Some of the respondents' concerns were not about overregulation but about insufficient regulation of certain aspects of health IT. For example, 74% of practices said the lack of standardized electronic attachments for claims and prior authorizations was very or extremely burdensome. It has been 20 years, Tennant noted, since these attachments were required under the Health Insurance Portability and Accountability Act [HIPAA] and later, under the Affordable Care Act. But nothing has been done, and physicians are increasingly frustrated because of the amount of staff time that must be devoted to copying or attaching and sending documents required by payers.

Sixty-eight percent of respondents said they were fed up with the lack of EHR interoperability, which hampers the ability of providers to exchange patient data. Here again, MGMA would like to see more government regulation to prevent hospitals and EHR vendors from charging exorbitant interface fees — a practice that Tennant termed a form of information blocking.

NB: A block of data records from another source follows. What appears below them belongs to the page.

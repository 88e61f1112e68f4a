use crate::interpreter::token::Token;
use std::fmt;
use std::fmt::Formatter;

/// Priority given to anything on the operator stack that is not a binary operator,
/// i.e. a left parenthesis. It is lower than every operator's precedence.
pub(crate) const NO_PRIORITY: i8 = -1;

/// A binary mathematical operator.
#[derive(Debug, Copy, Clone, PartialEq, Eq, Hash)]
pub enum BinaryOperator {
    Add,
    Subtract,
    Multiply,
    Divide,
    Exponentiate,
}

impl BinaryOperator {
    pub fn from_symbol(symbol: &str) -> Option<BinaryOperator> {
        match symbol {
            "+" => Some(BinaryOperator::Add),
            "-" => Some(BinaryOperator::Subtract),
            "*" => Some(BinaryOperator::Multiply),
            "/" => Some(BinaryOperator::Divide),
            "^" => Some(BinaryOperator::Exponentiate),
            _ => None,
        }
    }

    pub fn symbol(&self) -> char {
        match self {
            BinaryOperator::Add => '+',
            BinaryOperator::Subtract => '-',
            BinaryOperator::Multiply => '*',
            BinaryOperator::Divide => '/',
            BinaryOperator::Exponentiate => '^',
        }
    }

    pub(crate) fn precedence(&self) -> i8 {
        match self {
            BinaryOperator::Add | BinaryOperator::Subtract => 1,
            BinaryOperator::Multiply | BinaryOperator::Divide => 2,
            BinaryOperator::Exponentiate => 3,
        }
    }

    /// Applies the operator with `a` as the left-hand side.
    /// Division by zero and invalid powers follow IEEE-754 (infinity or NaN).
    pub fn evaluate(&self, a: f64, b: f64) -> f64 {
        match self {
            BinaryOperator::Add => a + b,
            BinaryOperator::Subtract => a - b,
            BinaryOperator::Multiply => a * b,
            BinaryOperator::Divide => a / b,
            BinaryOperator::Exponentiate => f64::powf(a, b),
        }
    }
}

/// The priority a token has when resolving operators on the operator stack.
pub(crate) fn priority(token: &Token) -> i8 {
    token
        .as_binary_operator()
        .map_or(NO_PRIORITY, |operator| operator.precedence())
}

impl fmt::Display for BinaryOperator {
    fn fmt(&self, f: &mut Formatter<'_>) -> fmt::Result {
        write!(f, "{}", self.symbol())
    }
}

#[cfg(test)]
mod tests {
    use super::*;
    use parameterized_macro::parameterized;

    #[test]
    fn operator_equality_correspond_with_precedence() {
        let equal1 = BinaryOperator::Multiply;
        let equal2 = BinaryOperator::Divide;
        assert_eq!(equal1.precedence(), equal2.precedence())
    }

    #[test]
    fn operator_gt_correspond_with_precedence() {
        let greater = BinaryOperator::Exponentiate;
        let lesser = BinaryOperator::Multiply;
        assert!(greater.precedence() > lesser.precedence())
    }

    #[test]
    fn left_parenthesis_has_lower_priority_than_every_operator() {
        let parenthesis = priority(&Token::left_parenthesis());
        assert!(parenthesis < priority(&Token::operator('+')))
    }

    #[parameterized(
        symbol = { "+", "-", "*", "/", "^" },
        expected = { 7.0, 3.0, 10.0, 2.5, 25.0 }
    )]
    fn operator_evaluates_with_first_operand_on_left_hand_side(symbol: &str, expected: f64) {
        let operator = BinaryOperator::from_symbol(symbol).unwrap();
        assert_eq!(operator.evaluate(5.0, 2.0), expected)
    }

    #[test]
    fn division_by_zero_is_infinite() {
        assert_eq!(BinaryOperator::Divide.evaluate(1.0, 0.0), f64::INFINITY)
    }

    #[test]
    fn operator_displays_as_its_symbol() {
        let operator = BinaryOperator::Divide;
        assert_eq!(BinaryOperator::from_symbol(&operator.to_string()), Some(operator))
    }

    #[test]
    fn unknown_symbol_is_not_an_operator() {
        assert_eq!(BinaryOperator::from_symbol("%"), None)
    }
}
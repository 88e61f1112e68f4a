use std::error::Error;
use std::fmt;
use std::fmt::{Display, Formatter};

/// Why an expression could not be evaluated.
///
/// Every stage of the interpreter reports its failures as one of these,
/// wrapped in an [`anyhow::Error`]. Use `downcast_ref::<ExpressionError>()`
/// to find out which stage rejected the expression.
#[derive(Debug, Clone, PartialEq, Eq)]
pub enum ExpressionError {
    /// The scanner found a character it has no transition for,
    /// or the input ended too early.
    Lexical {
        message: &'static str,
        /// Zero-based index of the offending character,
        /// or the length of the input if it ended too early.
        position: usize,
    },
    /// There were no tokens to convert.
    EmptyInput,
    /// A right parenthesis without a matching left one, or the other way around.
    UnbalancedParenthesis { message: &'static str },
    /// The postfix sequence could not be reduced to a single value.
    Evaluation { message: String },
}

impl ExpressionError {
    pub fn is_lexical(&self) -> bool {
        matches!(self, ExpressionError::Lexical { .. })
    }

    pub fn is_syntax(&self) -> bool {
        matches!(
            self,
            ExpressionError::EmptyInput | ExpressionError::UnbalancedParenthesis { .. }
        )
    }

    pub fn is_evaluation(&self) -> bool {
        matches!(self, ExpressionError::Evaluation { .. })
    }
}

impl Display for ExpressionError {
    fn fmt(&self, f: &mut Formatter<'_>) -> fmt::Result {
        match self {
            ExpressionError::Lexical { message, position } => {
                write!(f, "Lexical error at position {}: {}", position, message)
            }
            ExpressionError::EmptyInput => write!(f, "Syntax error: input is empty"),
            ExpressionError::UnbalancedParenthesis { message } => {
                write!(f, "Syntax error: {}", message)
            }
            ExpressionError::Evaluation { message } => write!(f, "Evaluation error: {}", message),
        }
    }
}

impl Error for ExpressionError {}

#[cfg(test)]
mod tests {
    use super::*;

    #[test]
    fn lexical_error_message_contains_position() {
        let error = ExpressionError::Lexical {
            message: "after point can be only digit",
            position: 2,
        };
        assert_eq!(
            error.to_string(),
            "Lexical error at position 2: after point can be only digit"
        )
    }

    #[test]
    fn parenthesis_errors_belong_to_syntax_stage() {
        let error = ExpressionError::UnbalancedParenthesis {
            message: "extra right parenthesis",
        };
        assert!(error.is_syntax());
        assert!(!error.is_lexical());
        assert!(!error.is_evaluation());
    }
}
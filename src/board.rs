use crate::{GameConfig, GameError, Position, Result};
use itertools::Itertools;
use ndarray::Array2;
use rand::{seq::index::sample, Rng};
use std::collections::{HashSet, VecDeque};
use std::fmt;
use tracing::{debug, trace};

type Index = (usize, usize);

/// A single grid cell. Only the board mutates cells; everything else
/// sees them through shared references.
#[derive(Debug, Clone, Copy, Default, PartialEq, Eq)]
pub struct Cell {
    has_mine: bool,
    // None on mine cells and before adjacency has been computed
    adjacent_mines: Option<u8>,
    revealed: bool,
    flagged: bool,
}

impl Cell {
    pub fn has_mine(&self) -> bool {
        self.has_mine
    }

    /// Number of mines among the neighbours, `None` for mine cells.
    pub fn adjacent_mines(&self) -> Option<u8> {
        self.adjacent_mines
    }

    pub fn is_revealed(&self) -> bool {
        self.revealed
    }

    pub fn is_flagged(&self) -> bool {
        self.flagged
    }
}

#[derive(Debug, Clone, Copy, PartialEq, Eq)]
pub enum RevealOutcome {
    /// The cell was already revealed or is flagged; nothing changed
    Unchanged,
    /// A safe cell was revealed. A count of zero means a flood fill ran
    RevealedNumber(u8),
    HitMine,
}

#[derive(Debug, Clone)]
pub struct Board {
    cells: Array2<Cell>,
    mine_count: usize,
    revealed_count: usize,
    flagged_count: usize,
}

impl Board {
    /// Builds a board with randomly placed mines and computed adjacency.
    pub fn new(config: GameConfig) -> Result<Self> {
        Self::new_with_rng(config, &mut rand::thread_rng())
    }

    pub fn new_with_rng<R: Rng + ?Sized>(config: GameConfig, rng: &mut R) -> Result<Self> {
        let mut board = Self::blank(config)?;
        board.place_mines_with_rng(&HashSet::new(), rng)?;
        board.compute_adjacency();
        Ok(board)
    }

    /// Builds a board with mines at exactly the given positions.
    /// Duplicate positions count once.
    pub fn with_mines(rows: usize, cols: usize, mines: &[Position]) -> Result<Self> {
        let unique: HashSet<Position> = mines.iter().copied().collect();
        let mut board = Self::blank(GameConfig::new(rows, cols, unique.len()))?;
        for pos in unique {
            let index = board.checked_index(pos)?;
            board.cells[index].has_mine = true;
        }
        board.compute_adjacency();
        Ok(board)
    }

    fn blank(config: GameConfig) -> Result<Self> {
        config.validate()?;
        Ok(Self {
            cells: Array2::default((config.rows, config.cols)),
            mine_count: config.mines,
            revealed_count: 0,
            flagged_count: 0,
        })
    }

    pub fn place_mines(&mut self, excluded: &HashSet<Position>) -> Result<()> {
        self.place_mines_with_rng(excluded, &mut rand::thread_rng())
    }

    /// Clears the grid and places `mine_count` mines on distinct cells
    /// outside `excluded`. Adjacency counts are reset and must be
    /// recomputed with [`Board::compute_adjacency`].
    pub fn place_mines_with_rng<R: Rng + ?Sized>(
        &mut self,
        excluded: &HashSet<Position>,
        rng: &mut R,
    ) -> Result<()> {
        let (rows, cols) = self.cells.dim();
        if self.mine_count >= self.cells.len() {
            return Err(GameError::TooManyMines {
                rows,
                cols,
                mines: self.mine_count,
            });
        }

        let candidates: Vec<Index> = self
            .cells
            .indexed_iter()
            .map(|(index, _)| index)
            .filter(|&index| !excluded.contains(&position_of(index)))
            .collect();
        if candidates.len() < self.mine_count {
            return Err(GameError::NotEnoughCandidates {
                mines: self.mine_count,
                available: candidates.len(),
            });
        }

        self.cells.fill(Cell::default());
        self.revealed_count = 0;
        self.flagged_count = 0;
        for i in sample(rng, candidates.len(), self.mine_count).iter() {
            self.cells[candidates[i]].has_mine = true;
        }

        debug_assert_eq!(
            self.cells.iter().filter(|cell| cell.has_mine).count(),
            self.mine_count
        );
        debug!(rows, cols, mines = self.mine_count, excluded = excluded.len(), "placed mines");
        Ok(())
    }

    pub fn compute_adjacency(&mut self) {
        let counts: Vec<Option<u8>> = self
            .cells
            .indexed_iter()
            .map(|(index, cell)| (!cell.has_mine).then(|| self.count_adjacent_mines(index)))
            .collect();
        for (cell, count) in self.cells.iter_mut().zip(counts) {
            cell.adjacent_mines = count;
        }
    }

    /// Reveals a cell, flood filling outward from zero-count cells.
    /// Flagged cells are never revealed, directly or by the flood fill,
    /// but the fill carries on through flagged zero cells.
    pub fn reveal(&mut self, pos: Position) -> Result<RevealOutcome> {
        let index = self.checked_index(pos)?;
        let cell = &mut self.cells[index];
        if cell.revealed || cell.flagged {
            return Ok(RevealOutcome::Unchanged);
        }

        cell.revealed = true;
        let has_mine = cell.has_mine;
        self.revealed_count += 1;
        if has_mine {
            debug!(%pos, "revealed a mine");
            return Ok(RevealOutcome::HitMine);
        }

        let count = self.adjacent_at(index);
        if count == 0 {
            let cascaded = self.flood_fill(index);
            trace!(%pos, cascaded, "flood fill");
        }
        Ok(RevealOutcome::RevealedNumber(count))
    }

    // Flagged zero cells stay hidden but still pass the fill on to their
    // neighbours, so a flag never cuts a region in two.
    fn flood_fill(&mut self, start: Index) -> usize {
        let mut cascaded = 0;
        let mut visited = Array2::from_elem(self.cells.dim(), false);
        visited[start] = true;
        let mut worklist = VecDeque::from([start]);

        while let Some(current) = worklist.pop_front() {
            let neighbors: Vec<Index> = self.neighbor_indices(current).collect();
            for neighbor in neighbors {
                if std::mem::replace(&mut visited[neighbor], true) {
                    continue;
                }
                let cell = &mut self.cells[neighbor];
                if cell.has_mine || cell.revealed {
                    continue;
                }
                if !cell.flagged {
                    cell.revealed = true;
                    cascaded += 1;
                }
                if self.adjacent_at(neighbor) == 0 {
                    worklist.push_back(neighbor);
                }
            }
        }

        self.revealed_count += cascaded;
        cascaded
    }

    /// Sets or clears a flag. Returns true iff the flag state changed;
    /// revealed cells never change.
    pub fn set_flag(&mut self, pos: Position, value: bool) -> Result<bool> {
        let index = self.checked_index(pos)?;
        let cell = &mut self.cells[index];
        if cell.revealed || cell.flagged == value {
            return Ok(false);
        }

        cell.flagged = value;
        if value {
            self.flagged_count += 1;
        } else {
            self.flagged_count -= 1;
        }
        trace!(%pos, flagged = value, "flag changed");
        Ok(true)
    }

    /// Win predicate: every mine carries a flag. Vacuously true without mines.
    pub fn all_mines_flagged(&self) -> bool {
        self.cells
            .iter()
            .filter(|cell| cell.has_mine)
            .all(|cell| cell.flagged)
    }

    /// True once any mine has been revealed.
    pub fn has_revealed_mine(&self) -> bool {
        self.cells.iter().any(|cell| cell.has_mine && cell.revealed)
    }

    pub fn reveal_all(&mut self) {
        self.cells.iter_mut().for_each(|cell| cell.revealed = true);
        self.revealed_count = self.cells.len();
    }

    pub fn is_within_bounds(&self, pos: Position) -> bool {
        self.index(pos).is_some()
    }

    pub fn cell(&self, pos: Position) -> Result<&Cell> {
        let index = self.checked_index(pos)?;
        Ok(&self.cells[index])
    }

    /// Every coordinate in row-major order.
    pub fn positions(&self) -> impl Iterator<Item = Position> {
        let (rows, cols) = self.cells.dim();
        (0..rows).cartesian_product(0..cols).map(position_of)
    }

    /// `(rows, cols)`
    pub fn dimensions(&self) -> (usize, usize) {
        self.cells.dim()
    }

    pub fn mine_count(&self) -> usize {
        self.mine_count
    }

    pub fn revealed_count(&self) -> usize {
        self.revealed_count
    }

    pub fn flagged_count(&self) -> usize {
        self.flagged_count
    }

    /// The solved grid as text, for debugging.
    pub fn solution(&self) -> Solution<'_> {
        Solution { board: self }
    }

    fn index(&self, pos: Position) -> Option<Index> {
        let (rows, cols) = self.cells.dim();
        let row = usize::try_from(pos.row).ok().filter(|&row| row < rows)?;
        let col = usize::try_from(pos.col).ok().filter(|&col| col < cols)?;
        Some((row, col))
    }

    fn checked_index(&self, pos: Position) -> Result<Index> {
        self.index(pos).ok_or(GameError::OutOfBounds(pos))
    }

    fn neighbor_indices(&self, index: Index) -> impl Iterator<Item = Index> + '_ {
        position_of(index)
            .neighbors()
            .filter_map(move |pos| self.index(pos))
    }

    fn count_adjacent_mines(&self, index: Index) -> u8 {
        self.neighbor_indices(index)
            .filter(|&neighbor| self.cells[neighbor].has_mine)
            .count() as u8
    }

    fn adjacent_at(&self, index: Index) -> u8 {
        self.cells[index]
            .adjacent_mines
            .unwrap_or_else(|| self.count_adjacent_mines(index))
    }
}

fn position_of((row, col): Index) -> Position {
    Position::new(row as i32, col as i32)
}

/// Text dump of a board's solution: counts joined by `-`, mines as `*`.
pub struct Solution<'a> {
    board: &'a Board,
}

impl fmt::Display for Solution<'_> {
    fn fmt(&self, f: &mut fmt::Formatter<'_>) -> fmt::Result {
        for row in self.board.cells.rows() {
            let line = row
                .iter()
                .map(|cell| match cell.adjacent_mines {
                    _ if cell.has_mine => "*".to_string(),
                    Some(count) => count.to_string(),
                    None => "?".to_string(),
                })
                .join("-");
            writeln!(f, "{line}")?;
        }
        Ok(())
    }
}
use crate::Position;
use thiserror::Error;

#[derive(Error, Debug, Clone, Copy, PartialEq, Eq)]
pub enum GameError {
    #[error("Invalid board dimensions {rows}x{cols}")]
    InvalidDimensions { rows: usize, cols: usize },
    #[error("Too many mines ({mines}) for board size {rows}x{cols}")]
    TooManyMines { rows: usize, cols: usize, mines: usize },
    #[error("Cannot place {mines} mines in {available} candidate cells")]
    NotEnoughCandidates { mines: usize, available: usize },
    #[error("Position {0} is out of bounds")]
    OutOfBounds(Position),
}

impl GameError {
    /// True for errors raised while building a board, as opposed to
    /// errors raised by a command against an existing one.
    pub fn is_configuration(&self) -> bool {
        !matches!(self, GameError::OutOfBounds(_))
    }
}

pub type Result<T> = std::result::Result<T, GameError>;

Another concerning issue, as noted by 59% of practices, is the increasing use by payers of "virtual credit cards." This is a form of electronic funds transfer (EFT) in which a health plan issues a one-time credit card number that can be entered into a credit card terminal to pay a practice for a particular batch of claims. According to Tennant, practices that use virtual credit cards must pay charges of around 3% to the bank issuing the credit card. Alternatively, he said, plans may do direct EFT to the practice's bank account but often charge 3% to 4% for the privilege.

Holmes said larger groups can usually negotiate these charges out of their payer contracts but that small and medium-sized practices lack the leverage to do that.

Moreover, Tennant noted, virtual credit cards make it impossible to use electronic remittance advice to trigger automated payment posting, which can save practices money. MGMA is working on this issue with other health industry groups and hopes to get some action from CMS (which governs HIPAA transactions) in the near future.

Forty-one percent of the respondents were very or extremely concerned about Medicare credentialing. Most commercial payers, Tennant noted, have long used the ProView database of the Coalition for Quality Affordable Healthcare (CAQH) for credentialing, but CMS refuses to come aboard.

Despite the very high costs of regulatory compliance, Holmes emphasized, neither administrative tasks nor a loss of physician productivity entirely accounts for them. Some of this spending represents investments in practice transformation, such as using portals to increase patient engagement or improvements in quality and outcomes, which can translate into higher-quality scores and bonuses, she said.

The full text of the survey is available on the MGMA website.